## Exercise prompt
Copy out the data line by line exactly, from its start to the line bearing "pub fn write_atomic(path: &Path, data: &str)", inclusive.

## Recorded data
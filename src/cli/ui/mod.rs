//! Text renderers for the shell: the ledger table, the month calendar and the
//! bar charts.

pub mod calendar;
pub mod chart;
pub mod table;
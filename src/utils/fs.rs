//! Whole-file writes that never leave a half-written target behind.

use std::{
    fs::{self, File},
    io::{self, Write},
    path::{Path, PathBuf},
};

use super::paths::ensure_dir;

const TMP_SUFFIX: &str = "tmp";

/// Sibling scratch file: `records.json` becomes `records.json.tmp`.
pub fn tmp_path(path: &Path) -> PathBuf {
    let mut tmp = path.to_path_buf();
    let ext = match path.extension().and_then(|ext| ext.to_str()) {
        Some(existing) => format!("{}.{}", existing, TMP_SUFFIX),
        None => TMP_SUFFIX.to_string(),
    };
    tmp.set_extension(ext);
    tmp
}

/// Writes `data` to the scratch file and renames it over `path`. On error
/// the previous contents of `path` are untouched.
pub fn write_atomic(path: &Path, data: &str) -> io::Result<()> {
    if let Some(parent) = path.parent() {
        ensure_dir(parent)?;
    }
    let tmp = tmp_path(path);
    let mut file = File::create(&tmp)?;
    file.write_all(data.as_bytes())?;
    file.flush()?;
    drop(file);
    fs::rename(&tmp, path)
}

#[cfg(test)]
mod tests {
    use super::*;
    use tempfile::TempDir;

    #[test]
    fn tmp_path_appends_suffix() {
        assert_eq!(
            tmp_path(Path::new("/data/records.json")),
            PathBuf::from("/data/records.json.tmp")
        );
        assert_eq!(tmp_path(Path::new("notes")), PathBuf::from("notes.tmp"));
    }

    #[test]
    fn replaces_contents_and_cleans_up() {
        let temp = TempDir::new().expect("temp dir");
        let path = temp.path().join("nested").join("doc.json");
        write_atomic(&path, "first").expect("first write");
        write_atomic(&path, "second").expect("second write");
        assert_eq!(fs::read_to_string(&path).expect("read"), "second");
        assert!(!tmp_path(&path).exists());
    }

    #[test]
    fn failed_write_keeps_previous_contents() {
        let temp = TempDir::new().expect("temp dir");
        let path = temp.path().join("doc.json");
        write_atomic(&path, "kept").expect("write");
        fs::create_dir(tmp_path(&path)).expect("block scratch file");

        assert!(write_atomic(&path, "lost").is_err());
        assert_eq!(fs::read_to_string(&path).expect("read"), "kept");
    }
}
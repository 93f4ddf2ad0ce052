use chrono::{Datelike, Months, NaiveDate};
use serde::Serialize;

use crate::currency::month_title;

/// A calendar month, the unit the calendar view pages through.
#[derive(Debug, Clone, Copy, PartialEq, Eq, PartialOrd, Ord, Hash, Serialize)]
pub struct YearMonth {
    year: i32,
    month: u32,
}

impl YearMonth {
    pub fn new(year: i32, month: u32) -> Option<Self> {
        NaiveDate::from_ymd_opt(year, month, 1).map(|_| Self { year, month })
    }

    pub fn of(date: NaiveDate) -> Self {
        Self {
            year: date.year(),
            month: date.month(),
        }
    }

    /// Parses `YYYY-MM`.
    pub fn parse(raw: &str) -> Option<Self> {
        let (year, month) = raw.trim().split_once('-')?;
        Self::new(year.parse().ok()?, month.parse().ok()?)
    }

    pub fn year(&self) -> i32 {
        self.year
    }

    pub fn month(&self) -> u32 {
        self.month
    }

    pub fn first_day(&self) -> NaiveDate {
        NaiveDate::from_ymd_opt(self.year, self.month, 1).unwrap_or(NaiveDate::MIN)
    }

    pub fn previous(&self) -> Self {
        self.first_day()
            .checked_sub_months(Months::new(1))
            .map(Self::of)
            .unwrap_or(*self)
    }

    pub fn next(&self) -> Self {
        self.first_day()
            .checked_add_months(Months::new(1))
            .map(Self::of)
            .unwrap_or(*self)
    }

    pub fn days_in_month(&self) -> u32 {
        let first = self.first_day();
        first
            .checked_add_months(Months::new(1))
            .map(|next| next.signed_duration_since(first).num_days() as u32)
            .unwrap_or(31)
    }

    pub fn title(&self) -> String {
        month_title(self.year, self.month)
    }
}

/// One day of the calendar grid.
#[derive(Debug, Clone, Copy, PartialEq, Eq, Serialize)]
#[serde(rename_all = "camelCase")]
pub struct DayCell {
    pub date: NaiveDate,
    pub day: u32,
    pub is_today: bool,
    pub has_data: bool,
    pub is_selected: bool,
}

#[derive(Debug, Clone, Copy, PartialEq, Eq, Serialize)]
pub enum CalendarCell {
    Blank,
    Day(DayCell),
}

/// Month grid starting on Sunday: leading blanks, then one cell per day.
#[derive(Debug, Clone, PartialEq, Eq, Serialize)]
pub struct CalendarGrid {
    pub month: YearMonth,
    pub cells: Vec<CalendarCell>,
}

impl CalendarGrid {
    pub fn leading_blanks(&self) -> usize {
        self.cells
            .iter()
            .take_while(|cell| matches!(cell, CalendarCell::Blank))
            .count()
    }

    pub fn days(&self) -> impl Iterator<Item = &DayCell> {
        self.cells.iter().filter_map(|cell| match cell {
            CalendarCell::Day(day) => Some(day),
            CalendarCell::Blank => None,
        })
    }
}

/// Which month is on screen and which date the input form is bound to.
#[derive(Debug, Clone, Copy, PartialEq, Eq)]
pub struct DateSelector {
    viewed_month: YearMonth,
    selected_date: NaiveDate,
}

impl DateSelector {
    pub fn new(today: NaiveDate) -> Self {
        Self {
            viewed_month: YearMonth::of(today),
            selected_date: today,
        }
    }

    pub fn viewed_month(&self) -> YearMonth {
        self.viewed_month
    }

    pub fn selected_date(&self) -> NaiveDate {
        self.selected_date
    }

    /// Binds the form to `date`; the viewed month is left alone.
    pub fn select(&mut self, date: NaiveDate) {
        self.selected_date = date;
    }

    /// Selects `date` and pages the calendar to its month.
    pub fn focus(&mut self, date: NaiveDate) {
        self.selected_date = date;
        self.viewed_month = YearMonth::of(date);
    }

    pub fn show_month(&mut self, month: YearMonth) {
        self.viewed_month = month;
    }

    pub fn go_to_previous_month(&mut self) {
        self.viewed_month = self.viewed_month.previous();
    }

    pub fn go_to_next_month(&mut self) {
        self.viewed_month = self.viewed_month.next();
    }

    pub fn calendar_grid<F>(&self, today: NaiveDate, has_data: F) -> CalendarGrid
    where
        F: Fn(NaiveDate) -> bool,
    {
        let month = self.viewed_month;
        let first = month.first_day();
        let blanks = first.weekday().num_days_from_sunday() as usize;

        let mut cells = vec![CalendarCell::Blank; blanks];
        for date in first.iter_days().take(month.days_in_month() as usize) {
            cells.push(CalendarCell::Day(DayCell {
                date,
                day: date.day(),
                is_today: date == today,
                has_data: has_data(date),
                is_selected: date == self.selected_date,
            }));
        }
        CalendarGrid { month, cells }
    }
}
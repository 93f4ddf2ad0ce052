use chrono::{Local, NaiveDate, NaiveDateTime};

/// Clock abstracts access to the local wall time so ledger operations remain
/// deterministic in tests.
pub trait Clock: Send + Sync {
    /// Returns the current local date and time.
    fn now(&self) -> NaiveDateTime;

    /// Returns the current local date. Defaults to `now().date()`.
    fn today(&self) -> NaiveDate {
        self.now().date()
    }
}

/// Reads the host's local time.
#[derive(Debug, Clone, Copy, Default)]
pub struct SystemClock;

impl Clock for SystemClock {
    fn now(&self) -> NaiveDateTime {
        Local::now().naive_local()
    }
}

/// A clock pinned to a single instant.
#[derive(Debug, Clone, Copy)]
pub struct FixedClock(pub NaiveDateTime);

impl FixedClock {
    /// Pins the clock to midnight of `date`.
    pub fn on(date: NaiveDate) -> Self {
        Self(date.and_time(chrono::NaiveTime::MIN))
    }
}

impl Clock for FixedClock {
    fn now(&self) -> NaiveDateTime {
        self.0
    }
}

#[cfg(test)]
mod tests {
    use super::*;

    #[test]
    fn fixed_clock_reports_pinned_date() {
        let date = NaiveDate::from_ymd_opt(2024, 12, 31).unwrap();
        let clock = FixedClock::on(date);
        assert_eq!(clock.today(), date);
    }
}
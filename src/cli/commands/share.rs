use crate::cli::core::{CliMode, CommandError, CommandResult, ShellContext};
use crate::cli::io;
use crate::cli::output::section as output_section;
use crate::cli::registry::CommandEntry;
use crate::share::{copy_link, share_links, CommandClipboard, FileClipboard};
use crate::utils::paths::clipboard_file_in;

pub(crate) fn definitions() -> Vec<CommandEntry> {
    vec![
        CommandEntry::new(
            "share",
            "Show WhatsApp and Telegram share links",
            "share",
            cmd_share,
        ),
        CommandEntry::new(
            "copy-link",
            "Copy the app link to the clipboard",
            "copy-link",
            cmd_copy_link,
        ),
    ]
}

fn app_url(context: &ShellContext) -> Result<String, CommandError> {
    context.config.app_url.clone().ok_or_else(|| {
        CommandError::InvalidArguments(
            "No app link configured. Use `config set app_url <url>` first.".into(),
        )
    })
}

fn cmd_share(context: &mut ShellContext, _args: &[&str]) -> CommandResult {
    let url = app_url(context)?;
    let links = share_links(&url, &context.config.share_message);
    output_section("Share");
    io::print_info(format!("  WhatsApp : {}", links.whatsapp));
    io::print_info(format!("  Telegram : {}", links.telegram));
    Ok(())
}

fn cmd_copy_link(context: &mut ShellContext, _args: &[&str]) -> CommandResult {
    let url = app_url(context)?;
    let fallback = FileClipboard::new(clipboard_file_in(context.home()));
    // Scripted sessions never touch the desktop clipboard.
    let primary = match context.mode {
        CliMode::Interactive => CommandClipboard::system(),
        CliMode::Script => CommandClipboard::new(Vec::new()),
    };
    let note = context
        .ledger
        .notify(copy_link(&url, &primary, &fallback));
    context.show_notification(&note);
    Ok(())
}
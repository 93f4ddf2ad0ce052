//! The per-date financial ledger: records, their store, aggregation, the
//! date selector and the input form.

pub mod aggregate;
pub mod form;
#[allow(clippy::module_inception)]
pub mod ledger;
pub mod notification;
pub mod record;
pub mod selector;
pub mod store;

pub use aggregate::{chart_series, sorted_ascending, sorted_descending, totals, ChartSeries, Totals};
pub use form::{EntryForm, EntryValues};
pub use ledger::{Ledger, LedgerSettings};
pub use notification::{Notification, NotificationKind};
pub use record::{FinancialRecord, DEFAULT_ZAKAT_RATE};
pub use selector::{CalendarCell, CalendarGrid, DateSelector, DayCell, YearMonth};
pub use store::{RecordStore, UpsertOutcome, DEFAULT_STORAGE_KEY};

## Written solution
filename src/cli/ui/mod.rs
//! Text renderers for the shell: the ledger table, the month calendar and the
//! bar charts.

pub mod calendar;
pub mod chart;
pub mod table;
filename src/utils/fs.rs
//! Whole-file writes that never leave a half-written target behind.

use std::{
    fs::{self, File},
    io::{self, Write},
    path::{Path, PathBuf},
};

use super::paths::ensure_dir;

const TMP_SUFFIX: &str = "tmp";

/// Sibling scratch file: `records.json` becomes `records.json.tmp`.
pub fn tmp_path(path: &Path) -> PathBuf {
    let mut tmp = path.to_path_buf();
    let ext = match path.extension().and_then(|ext| ext.to_str()) {
        Some(existing) => format!("{}.{}", existing, TMP_SUFFIX),
        None => TMP_SUFFIX.to_string(),
    };
    tmp.set_extension(ext);
    tmp
}

/// Writes `data` to the scratch file and renames it over `path`. On error
/// the previous contents of `path` are untouched.
pub fn write_atomic(path: &Path, data: &str) -> io::Result<()> {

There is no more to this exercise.